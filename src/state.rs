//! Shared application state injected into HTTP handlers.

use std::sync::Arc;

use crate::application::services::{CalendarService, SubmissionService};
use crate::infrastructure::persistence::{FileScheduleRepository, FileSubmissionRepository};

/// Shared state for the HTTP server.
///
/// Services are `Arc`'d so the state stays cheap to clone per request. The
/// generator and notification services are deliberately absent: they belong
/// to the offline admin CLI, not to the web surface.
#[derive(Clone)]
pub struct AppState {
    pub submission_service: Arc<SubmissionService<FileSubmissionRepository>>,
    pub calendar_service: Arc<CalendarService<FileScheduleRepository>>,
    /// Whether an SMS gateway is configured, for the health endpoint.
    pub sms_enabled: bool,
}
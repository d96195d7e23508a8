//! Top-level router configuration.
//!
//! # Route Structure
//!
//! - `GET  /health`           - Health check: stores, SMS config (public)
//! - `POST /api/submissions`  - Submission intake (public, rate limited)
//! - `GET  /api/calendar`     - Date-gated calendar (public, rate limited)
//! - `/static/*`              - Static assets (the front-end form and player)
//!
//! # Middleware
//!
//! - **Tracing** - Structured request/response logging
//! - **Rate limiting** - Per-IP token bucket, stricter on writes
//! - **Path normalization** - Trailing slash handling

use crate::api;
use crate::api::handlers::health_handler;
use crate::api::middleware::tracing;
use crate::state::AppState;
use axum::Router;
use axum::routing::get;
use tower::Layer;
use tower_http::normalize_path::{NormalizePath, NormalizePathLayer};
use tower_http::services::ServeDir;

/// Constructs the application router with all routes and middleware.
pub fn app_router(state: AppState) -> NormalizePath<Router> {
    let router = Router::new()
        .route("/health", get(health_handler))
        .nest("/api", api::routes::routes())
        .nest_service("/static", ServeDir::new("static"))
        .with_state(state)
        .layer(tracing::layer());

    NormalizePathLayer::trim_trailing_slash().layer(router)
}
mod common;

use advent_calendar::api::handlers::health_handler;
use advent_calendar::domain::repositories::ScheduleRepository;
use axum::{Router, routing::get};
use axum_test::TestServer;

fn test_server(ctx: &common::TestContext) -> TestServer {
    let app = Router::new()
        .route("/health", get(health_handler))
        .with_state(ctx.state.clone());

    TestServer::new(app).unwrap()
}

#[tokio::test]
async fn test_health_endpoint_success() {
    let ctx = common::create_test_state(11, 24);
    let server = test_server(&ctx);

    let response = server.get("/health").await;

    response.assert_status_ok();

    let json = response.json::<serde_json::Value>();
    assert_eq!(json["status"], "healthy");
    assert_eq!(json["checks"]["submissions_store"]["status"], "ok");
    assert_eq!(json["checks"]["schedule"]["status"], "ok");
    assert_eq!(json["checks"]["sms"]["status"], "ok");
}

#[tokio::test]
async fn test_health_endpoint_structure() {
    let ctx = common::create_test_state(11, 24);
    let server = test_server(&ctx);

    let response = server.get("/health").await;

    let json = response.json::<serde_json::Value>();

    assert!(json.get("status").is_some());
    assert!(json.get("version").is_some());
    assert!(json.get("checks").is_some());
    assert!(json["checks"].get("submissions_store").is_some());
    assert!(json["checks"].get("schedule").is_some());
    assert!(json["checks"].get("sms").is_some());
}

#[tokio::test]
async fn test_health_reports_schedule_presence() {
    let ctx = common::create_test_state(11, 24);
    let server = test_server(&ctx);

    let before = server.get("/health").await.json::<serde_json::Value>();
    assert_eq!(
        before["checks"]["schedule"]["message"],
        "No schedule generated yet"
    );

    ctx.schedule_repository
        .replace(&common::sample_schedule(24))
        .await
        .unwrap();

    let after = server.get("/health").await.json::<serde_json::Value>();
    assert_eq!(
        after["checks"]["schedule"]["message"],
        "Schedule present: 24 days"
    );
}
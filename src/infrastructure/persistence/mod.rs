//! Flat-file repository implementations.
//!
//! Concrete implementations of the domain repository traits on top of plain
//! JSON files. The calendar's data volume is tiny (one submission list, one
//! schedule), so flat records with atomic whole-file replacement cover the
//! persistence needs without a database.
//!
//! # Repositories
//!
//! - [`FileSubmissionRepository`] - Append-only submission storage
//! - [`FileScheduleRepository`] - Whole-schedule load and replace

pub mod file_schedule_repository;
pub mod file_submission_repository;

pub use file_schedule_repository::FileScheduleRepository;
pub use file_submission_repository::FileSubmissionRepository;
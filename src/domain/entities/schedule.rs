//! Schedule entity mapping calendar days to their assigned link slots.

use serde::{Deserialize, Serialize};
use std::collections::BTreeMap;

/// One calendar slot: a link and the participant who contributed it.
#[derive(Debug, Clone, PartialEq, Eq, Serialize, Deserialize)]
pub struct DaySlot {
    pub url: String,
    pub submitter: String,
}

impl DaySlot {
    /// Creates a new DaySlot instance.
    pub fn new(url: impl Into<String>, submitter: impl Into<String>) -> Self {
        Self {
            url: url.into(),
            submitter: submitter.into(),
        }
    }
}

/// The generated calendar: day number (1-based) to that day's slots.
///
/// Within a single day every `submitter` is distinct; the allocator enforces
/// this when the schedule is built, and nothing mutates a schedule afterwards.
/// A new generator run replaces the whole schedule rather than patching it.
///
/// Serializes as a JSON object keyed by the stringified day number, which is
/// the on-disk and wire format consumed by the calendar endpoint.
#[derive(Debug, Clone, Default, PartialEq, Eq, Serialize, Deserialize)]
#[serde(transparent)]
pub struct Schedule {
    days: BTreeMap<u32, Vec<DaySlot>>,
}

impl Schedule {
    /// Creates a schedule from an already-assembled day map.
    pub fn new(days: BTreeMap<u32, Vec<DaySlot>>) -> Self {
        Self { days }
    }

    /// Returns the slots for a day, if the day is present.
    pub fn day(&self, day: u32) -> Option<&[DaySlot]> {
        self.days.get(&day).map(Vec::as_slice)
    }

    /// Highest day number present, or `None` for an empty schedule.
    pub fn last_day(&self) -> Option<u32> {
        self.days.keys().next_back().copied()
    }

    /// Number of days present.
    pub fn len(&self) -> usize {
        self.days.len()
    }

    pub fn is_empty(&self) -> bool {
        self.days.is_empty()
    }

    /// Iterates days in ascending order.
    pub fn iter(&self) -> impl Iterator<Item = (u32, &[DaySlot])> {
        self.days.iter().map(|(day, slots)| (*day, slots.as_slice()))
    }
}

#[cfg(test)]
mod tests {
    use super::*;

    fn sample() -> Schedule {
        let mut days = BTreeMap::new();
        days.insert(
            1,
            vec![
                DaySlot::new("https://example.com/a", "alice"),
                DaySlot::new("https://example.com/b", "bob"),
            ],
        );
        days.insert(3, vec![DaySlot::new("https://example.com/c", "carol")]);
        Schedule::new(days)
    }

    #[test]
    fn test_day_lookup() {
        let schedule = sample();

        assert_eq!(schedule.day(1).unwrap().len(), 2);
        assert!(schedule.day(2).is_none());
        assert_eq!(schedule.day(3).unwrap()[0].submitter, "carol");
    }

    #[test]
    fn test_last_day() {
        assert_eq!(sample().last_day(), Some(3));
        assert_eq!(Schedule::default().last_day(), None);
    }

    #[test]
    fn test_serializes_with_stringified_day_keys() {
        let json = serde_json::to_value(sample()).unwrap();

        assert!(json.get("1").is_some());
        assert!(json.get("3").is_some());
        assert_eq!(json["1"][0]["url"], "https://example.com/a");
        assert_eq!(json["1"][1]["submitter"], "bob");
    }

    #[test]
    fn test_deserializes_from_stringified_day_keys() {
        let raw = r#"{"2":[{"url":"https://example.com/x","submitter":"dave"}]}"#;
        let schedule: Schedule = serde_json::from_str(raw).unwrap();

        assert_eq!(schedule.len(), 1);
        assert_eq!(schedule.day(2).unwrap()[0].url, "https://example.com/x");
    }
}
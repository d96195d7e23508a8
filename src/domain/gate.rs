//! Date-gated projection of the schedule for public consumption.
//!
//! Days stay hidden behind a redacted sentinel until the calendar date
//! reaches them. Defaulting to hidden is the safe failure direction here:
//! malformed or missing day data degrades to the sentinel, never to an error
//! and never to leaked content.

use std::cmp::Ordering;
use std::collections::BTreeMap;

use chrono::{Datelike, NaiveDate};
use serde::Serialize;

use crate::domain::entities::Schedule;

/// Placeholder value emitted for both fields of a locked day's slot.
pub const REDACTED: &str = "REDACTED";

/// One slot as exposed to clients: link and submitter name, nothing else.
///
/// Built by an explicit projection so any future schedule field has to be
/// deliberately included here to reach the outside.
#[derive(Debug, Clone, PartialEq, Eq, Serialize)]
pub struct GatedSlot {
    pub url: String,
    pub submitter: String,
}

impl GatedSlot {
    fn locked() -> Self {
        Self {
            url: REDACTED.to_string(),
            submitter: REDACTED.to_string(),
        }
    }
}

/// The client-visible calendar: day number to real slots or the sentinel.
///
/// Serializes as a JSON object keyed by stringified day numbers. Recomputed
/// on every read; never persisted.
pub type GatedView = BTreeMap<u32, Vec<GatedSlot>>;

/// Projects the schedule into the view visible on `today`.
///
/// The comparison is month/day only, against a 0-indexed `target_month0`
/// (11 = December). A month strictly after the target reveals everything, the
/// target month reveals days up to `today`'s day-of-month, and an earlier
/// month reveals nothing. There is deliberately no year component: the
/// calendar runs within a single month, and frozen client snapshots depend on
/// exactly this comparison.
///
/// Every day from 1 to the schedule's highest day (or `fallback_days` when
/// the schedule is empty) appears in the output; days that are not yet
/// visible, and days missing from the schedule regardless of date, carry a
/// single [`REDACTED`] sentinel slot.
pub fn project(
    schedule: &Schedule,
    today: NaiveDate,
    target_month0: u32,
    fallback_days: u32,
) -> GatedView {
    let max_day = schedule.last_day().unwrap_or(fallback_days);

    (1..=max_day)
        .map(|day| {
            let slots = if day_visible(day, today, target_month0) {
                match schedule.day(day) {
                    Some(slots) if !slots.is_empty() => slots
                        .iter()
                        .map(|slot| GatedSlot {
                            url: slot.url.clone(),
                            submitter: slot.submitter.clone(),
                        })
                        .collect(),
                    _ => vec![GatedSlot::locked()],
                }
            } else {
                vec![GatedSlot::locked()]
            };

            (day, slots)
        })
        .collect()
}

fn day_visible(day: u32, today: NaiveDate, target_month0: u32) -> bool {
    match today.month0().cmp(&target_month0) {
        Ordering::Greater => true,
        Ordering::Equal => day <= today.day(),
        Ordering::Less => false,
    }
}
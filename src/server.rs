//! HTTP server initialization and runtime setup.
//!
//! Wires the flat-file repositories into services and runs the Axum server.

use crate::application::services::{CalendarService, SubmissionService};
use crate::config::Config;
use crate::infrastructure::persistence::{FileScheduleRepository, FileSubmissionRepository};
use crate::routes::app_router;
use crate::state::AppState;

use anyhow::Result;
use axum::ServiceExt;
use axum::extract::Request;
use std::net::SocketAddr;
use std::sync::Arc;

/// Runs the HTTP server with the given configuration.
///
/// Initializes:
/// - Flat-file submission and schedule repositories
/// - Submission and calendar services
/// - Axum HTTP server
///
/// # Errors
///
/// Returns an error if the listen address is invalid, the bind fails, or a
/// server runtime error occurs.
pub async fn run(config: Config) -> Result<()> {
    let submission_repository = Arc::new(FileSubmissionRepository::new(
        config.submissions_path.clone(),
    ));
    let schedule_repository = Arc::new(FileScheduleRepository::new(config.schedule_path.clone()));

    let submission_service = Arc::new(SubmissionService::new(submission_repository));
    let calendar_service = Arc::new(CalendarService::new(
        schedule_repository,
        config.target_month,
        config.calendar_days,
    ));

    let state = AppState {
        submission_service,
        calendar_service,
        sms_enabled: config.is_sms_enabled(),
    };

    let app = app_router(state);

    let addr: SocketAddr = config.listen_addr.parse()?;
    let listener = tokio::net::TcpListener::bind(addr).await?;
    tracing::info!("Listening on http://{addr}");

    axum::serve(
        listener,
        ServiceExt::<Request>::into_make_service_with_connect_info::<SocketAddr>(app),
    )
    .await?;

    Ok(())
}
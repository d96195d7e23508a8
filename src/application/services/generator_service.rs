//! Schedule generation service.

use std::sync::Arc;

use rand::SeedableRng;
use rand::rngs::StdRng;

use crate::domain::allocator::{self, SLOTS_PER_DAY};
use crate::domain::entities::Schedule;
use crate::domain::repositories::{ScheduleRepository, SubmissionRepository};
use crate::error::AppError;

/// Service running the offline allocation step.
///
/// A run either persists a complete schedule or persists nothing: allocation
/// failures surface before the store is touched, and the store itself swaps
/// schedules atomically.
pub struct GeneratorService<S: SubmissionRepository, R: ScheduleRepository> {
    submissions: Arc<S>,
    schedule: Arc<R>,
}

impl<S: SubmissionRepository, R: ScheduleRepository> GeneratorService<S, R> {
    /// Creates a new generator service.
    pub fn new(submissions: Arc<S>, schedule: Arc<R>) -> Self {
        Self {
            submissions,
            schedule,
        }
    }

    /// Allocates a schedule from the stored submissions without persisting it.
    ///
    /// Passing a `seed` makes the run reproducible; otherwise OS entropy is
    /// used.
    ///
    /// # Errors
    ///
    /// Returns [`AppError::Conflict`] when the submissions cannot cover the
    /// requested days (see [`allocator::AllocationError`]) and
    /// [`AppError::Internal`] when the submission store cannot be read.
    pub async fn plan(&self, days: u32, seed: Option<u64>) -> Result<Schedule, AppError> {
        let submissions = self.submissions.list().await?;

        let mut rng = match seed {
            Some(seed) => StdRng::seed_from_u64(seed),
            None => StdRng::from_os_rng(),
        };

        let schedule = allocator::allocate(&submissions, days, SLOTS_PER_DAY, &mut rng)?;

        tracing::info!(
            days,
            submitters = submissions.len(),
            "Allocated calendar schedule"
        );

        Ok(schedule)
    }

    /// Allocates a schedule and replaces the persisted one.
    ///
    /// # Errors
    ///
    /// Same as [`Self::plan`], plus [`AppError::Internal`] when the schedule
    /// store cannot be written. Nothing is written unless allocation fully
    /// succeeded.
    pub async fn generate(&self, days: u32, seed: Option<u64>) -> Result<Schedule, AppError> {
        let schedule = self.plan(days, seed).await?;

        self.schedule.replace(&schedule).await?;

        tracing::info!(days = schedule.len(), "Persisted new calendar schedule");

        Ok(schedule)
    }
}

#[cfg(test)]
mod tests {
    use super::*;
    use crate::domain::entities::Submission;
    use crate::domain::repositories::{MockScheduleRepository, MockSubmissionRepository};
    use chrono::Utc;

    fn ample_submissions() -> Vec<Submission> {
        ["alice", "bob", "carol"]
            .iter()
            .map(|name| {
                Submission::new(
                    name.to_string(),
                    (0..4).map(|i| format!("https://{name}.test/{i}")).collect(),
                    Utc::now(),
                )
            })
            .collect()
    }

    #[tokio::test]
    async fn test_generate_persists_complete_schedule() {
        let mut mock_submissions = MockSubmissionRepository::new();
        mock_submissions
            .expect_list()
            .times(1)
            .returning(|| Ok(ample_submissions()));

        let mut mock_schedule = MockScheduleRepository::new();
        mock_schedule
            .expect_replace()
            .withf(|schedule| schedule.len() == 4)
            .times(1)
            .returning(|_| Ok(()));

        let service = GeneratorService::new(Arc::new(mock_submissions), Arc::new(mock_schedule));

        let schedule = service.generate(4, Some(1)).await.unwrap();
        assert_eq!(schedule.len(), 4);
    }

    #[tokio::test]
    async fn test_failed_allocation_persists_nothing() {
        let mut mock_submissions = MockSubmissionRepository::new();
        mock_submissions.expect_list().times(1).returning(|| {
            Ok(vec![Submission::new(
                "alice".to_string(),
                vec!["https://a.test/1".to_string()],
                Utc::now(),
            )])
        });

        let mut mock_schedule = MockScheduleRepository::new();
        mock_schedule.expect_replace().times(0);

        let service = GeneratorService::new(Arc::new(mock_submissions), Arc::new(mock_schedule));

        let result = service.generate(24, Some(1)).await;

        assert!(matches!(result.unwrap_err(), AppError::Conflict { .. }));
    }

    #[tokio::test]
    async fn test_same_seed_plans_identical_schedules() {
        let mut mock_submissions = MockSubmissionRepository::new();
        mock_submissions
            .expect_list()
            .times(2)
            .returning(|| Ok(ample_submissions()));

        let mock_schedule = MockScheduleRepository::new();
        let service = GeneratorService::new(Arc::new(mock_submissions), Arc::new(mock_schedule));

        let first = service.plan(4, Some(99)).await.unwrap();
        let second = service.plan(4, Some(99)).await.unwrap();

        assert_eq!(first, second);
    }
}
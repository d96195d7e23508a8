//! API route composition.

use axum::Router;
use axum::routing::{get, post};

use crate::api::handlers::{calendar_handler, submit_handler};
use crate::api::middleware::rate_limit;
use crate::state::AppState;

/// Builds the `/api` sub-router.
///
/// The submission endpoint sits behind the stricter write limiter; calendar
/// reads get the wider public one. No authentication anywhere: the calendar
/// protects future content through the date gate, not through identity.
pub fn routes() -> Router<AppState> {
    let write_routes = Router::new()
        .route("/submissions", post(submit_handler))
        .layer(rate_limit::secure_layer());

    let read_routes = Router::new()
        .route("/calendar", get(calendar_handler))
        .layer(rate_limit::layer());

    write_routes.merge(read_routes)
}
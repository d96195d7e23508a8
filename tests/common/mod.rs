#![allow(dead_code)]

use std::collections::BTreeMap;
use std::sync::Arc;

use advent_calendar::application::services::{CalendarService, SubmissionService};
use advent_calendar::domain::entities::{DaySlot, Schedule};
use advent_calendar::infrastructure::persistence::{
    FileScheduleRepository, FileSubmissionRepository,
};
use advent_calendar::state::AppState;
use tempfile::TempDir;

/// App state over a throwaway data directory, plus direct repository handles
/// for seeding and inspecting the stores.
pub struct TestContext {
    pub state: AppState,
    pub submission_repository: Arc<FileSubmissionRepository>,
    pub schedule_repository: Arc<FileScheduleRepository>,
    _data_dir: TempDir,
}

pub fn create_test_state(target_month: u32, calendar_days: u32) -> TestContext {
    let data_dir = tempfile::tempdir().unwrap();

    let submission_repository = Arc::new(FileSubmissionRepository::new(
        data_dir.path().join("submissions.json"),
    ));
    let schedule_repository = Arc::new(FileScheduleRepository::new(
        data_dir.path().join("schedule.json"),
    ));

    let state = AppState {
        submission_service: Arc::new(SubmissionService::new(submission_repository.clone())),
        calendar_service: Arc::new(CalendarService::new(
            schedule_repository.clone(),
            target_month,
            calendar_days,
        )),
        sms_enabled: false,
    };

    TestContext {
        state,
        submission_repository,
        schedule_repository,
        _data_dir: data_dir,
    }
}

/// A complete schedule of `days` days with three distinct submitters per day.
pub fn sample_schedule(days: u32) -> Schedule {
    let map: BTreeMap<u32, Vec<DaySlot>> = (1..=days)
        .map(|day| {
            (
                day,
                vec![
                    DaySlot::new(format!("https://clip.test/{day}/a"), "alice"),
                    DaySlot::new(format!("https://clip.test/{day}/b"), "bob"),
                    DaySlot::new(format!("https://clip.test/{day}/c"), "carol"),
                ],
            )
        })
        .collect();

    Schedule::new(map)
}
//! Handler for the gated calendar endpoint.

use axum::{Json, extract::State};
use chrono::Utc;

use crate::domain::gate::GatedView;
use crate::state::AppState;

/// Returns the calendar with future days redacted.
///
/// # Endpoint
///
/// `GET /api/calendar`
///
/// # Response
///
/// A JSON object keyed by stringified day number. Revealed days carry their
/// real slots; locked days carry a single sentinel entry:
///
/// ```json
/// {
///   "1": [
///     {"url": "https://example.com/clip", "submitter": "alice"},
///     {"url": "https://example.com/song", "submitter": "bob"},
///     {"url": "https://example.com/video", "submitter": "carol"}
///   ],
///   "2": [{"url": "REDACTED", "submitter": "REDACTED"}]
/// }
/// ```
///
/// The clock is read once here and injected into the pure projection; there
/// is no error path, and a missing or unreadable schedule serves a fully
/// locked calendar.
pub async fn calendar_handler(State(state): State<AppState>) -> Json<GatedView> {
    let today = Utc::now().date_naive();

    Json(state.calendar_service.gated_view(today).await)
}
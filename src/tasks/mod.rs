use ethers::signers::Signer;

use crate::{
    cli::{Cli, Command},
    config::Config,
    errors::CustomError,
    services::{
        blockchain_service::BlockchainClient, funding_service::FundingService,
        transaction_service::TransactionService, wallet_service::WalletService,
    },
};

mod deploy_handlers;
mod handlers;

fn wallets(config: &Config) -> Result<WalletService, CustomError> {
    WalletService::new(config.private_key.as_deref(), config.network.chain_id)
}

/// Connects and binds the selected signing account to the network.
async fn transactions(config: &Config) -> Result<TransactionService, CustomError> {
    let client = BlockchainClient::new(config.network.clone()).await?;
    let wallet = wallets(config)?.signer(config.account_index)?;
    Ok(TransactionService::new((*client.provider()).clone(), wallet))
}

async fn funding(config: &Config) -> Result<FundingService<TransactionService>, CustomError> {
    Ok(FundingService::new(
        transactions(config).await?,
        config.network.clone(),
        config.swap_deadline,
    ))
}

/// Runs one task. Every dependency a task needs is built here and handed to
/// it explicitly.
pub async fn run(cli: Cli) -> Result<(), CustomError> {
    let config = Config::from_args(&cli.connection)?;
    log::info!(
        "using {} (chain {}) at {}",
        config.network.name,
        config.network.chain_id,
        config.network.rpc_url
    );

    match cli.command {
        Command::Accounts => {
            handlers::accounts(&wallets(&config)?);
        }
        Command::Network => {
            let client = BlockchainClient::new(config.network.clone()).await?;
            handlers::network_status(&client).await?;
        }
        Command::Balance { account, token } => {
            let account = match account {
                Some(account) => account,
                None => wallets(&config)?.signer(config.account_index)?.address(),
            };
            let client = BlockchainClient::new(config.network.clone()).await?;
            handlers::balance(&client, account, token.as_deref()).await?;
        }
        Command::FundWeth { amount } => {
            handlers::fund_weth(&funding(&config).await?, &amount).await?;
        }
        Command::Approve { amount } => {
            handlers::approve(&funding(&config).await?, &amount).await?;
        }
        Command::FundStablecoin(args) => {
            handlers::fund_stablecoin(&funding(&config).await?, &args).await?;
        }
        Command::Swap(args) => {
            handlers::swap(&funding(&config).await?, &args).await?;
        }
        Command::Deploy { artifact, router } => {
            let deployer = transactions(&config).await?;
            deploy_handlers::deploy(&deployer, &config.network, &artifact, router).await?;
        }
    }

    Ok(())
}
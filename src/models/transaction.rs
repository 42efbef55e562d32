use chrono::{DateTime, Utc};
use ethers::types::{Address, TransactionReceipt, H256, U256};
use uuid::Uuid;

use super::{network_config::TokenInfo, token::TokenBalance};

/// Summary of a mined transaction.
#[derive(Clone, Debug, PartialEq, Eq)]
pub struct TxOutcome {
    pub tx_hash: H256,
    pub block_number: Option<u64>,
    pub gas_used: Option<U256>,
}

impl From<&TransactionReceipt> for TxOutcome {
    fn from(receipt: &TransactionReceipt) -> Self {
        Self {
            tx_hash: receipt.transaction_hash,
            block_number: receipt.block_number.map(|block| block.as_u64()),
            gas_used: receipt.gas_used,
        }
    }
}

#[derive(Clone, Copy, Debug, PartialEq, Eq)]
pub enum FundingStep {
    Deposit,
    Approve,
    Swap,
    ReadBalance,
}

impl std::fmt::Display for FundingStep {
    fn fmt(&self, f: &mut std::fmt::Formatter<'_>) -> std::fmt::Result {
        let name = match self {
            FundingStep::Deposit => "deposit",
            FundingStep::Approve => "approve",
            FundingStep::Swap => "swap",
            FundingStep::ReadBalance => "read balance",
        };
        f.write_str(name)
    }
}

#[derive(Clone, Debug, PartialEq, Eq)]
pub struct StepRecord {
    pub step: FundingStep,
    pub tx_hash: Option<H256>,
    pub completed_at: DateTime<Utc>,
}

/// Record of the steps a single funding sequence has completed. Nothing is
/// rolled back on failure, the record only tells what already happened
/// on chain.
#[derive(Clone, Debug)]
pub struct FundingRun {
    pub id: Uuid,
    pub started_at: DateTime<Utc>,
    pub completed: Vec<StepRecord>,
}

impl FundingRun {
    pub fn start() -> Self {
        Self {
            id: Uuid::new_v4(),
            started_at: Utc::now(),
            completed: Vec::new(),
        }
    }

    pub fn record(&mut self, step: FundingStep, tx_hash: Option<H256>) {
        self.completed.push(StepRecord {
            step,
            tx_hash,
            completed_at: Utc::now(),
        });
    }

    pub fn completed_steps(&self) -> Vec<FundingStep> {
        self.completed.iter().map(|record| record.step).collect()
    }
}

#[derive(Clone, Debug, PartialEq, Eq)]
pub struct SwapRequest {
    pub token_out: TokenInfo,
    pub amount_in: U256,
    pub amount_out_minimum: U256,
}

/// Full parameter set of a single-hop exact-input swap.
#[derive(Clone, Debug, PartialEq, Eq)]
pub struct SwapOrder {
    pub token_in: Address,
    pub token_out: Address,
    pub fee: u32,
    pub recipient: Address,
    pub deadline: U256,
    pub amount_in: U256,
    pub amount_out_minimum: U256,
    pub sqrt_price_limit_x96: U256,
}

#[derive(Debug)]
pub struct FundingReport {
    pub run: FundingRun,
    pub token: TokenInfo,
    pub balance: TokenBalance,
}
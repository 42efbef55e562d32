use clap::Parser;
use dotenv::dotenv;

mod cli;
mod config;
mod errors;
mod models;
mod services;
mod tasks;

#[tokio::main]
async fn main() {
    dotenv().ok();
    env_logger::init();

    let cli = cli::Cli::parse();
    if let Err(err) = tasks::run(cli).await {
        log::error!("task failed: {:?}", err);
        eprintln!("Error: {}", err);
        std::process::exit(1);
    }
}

### BRIEF
Quote, word for word, every line from the top of the entries through the line that holds "use tower_http::services::ServeDir;".

### RESULT
filename src/state.rs
//! Shared application state injected into HTTP handlers.

use std::sync::Arc;

use crate::application::services::{CalendarService, SubmissionService};
use crate::infrastructure::persistence::{FileScheduleRepository, FileSubmissionRepository};

/// Shared state for the HTTP server.
///
/// Services are `Arc`'d so the state stays cheap to clone per request. The
/// generator and notification services are deliberately absent: they belong
/// to the offline admin CLI, not to the web surface.
#[derive(Clone)]
pub struct AppState {
    pub submission_service: Arc<SubmissionService<FileSubmissionRepository>>,
    pub calendar_service: Arc<CalendarService<FileScheduleRepository>>,
    /// Whether an SMS gateway is configured, for the health endpoint.
    pub sms_enabled: bool,
}
repository d96195d7e23508a8
//! Top-level router configuration.
//!
//! # Route Structure
//!
//! - `GET  /health`           - Health check: stores, SMS config (public)
//! - `POST /api/submissions`  - Submission intake (public, rate limited)
//! - `GET  /api/calendar`     - Date-gated calendar (public, rate limited)
//! - `/static/*`              - Static assets (the front-end form and player)
//!
//! # Middleware
//!
//! - **Tracing** - Structured request/response logging
//! - **Rate limiting** - Per-IP token bucket, stricter on writes
//! - **Path normalization** - Trailing slash handling

use crate::api;
use crate::api::handlers::health_handler;
use crate::api::middleware::tracing;
use crate::state::AppState;
use axum::Router;
use axum::routing::get;
use tower::Layer;
use tower_http::normalize_path::{NormalizePath, NormalizePathLayer};
use tower_http::services::ServeDir;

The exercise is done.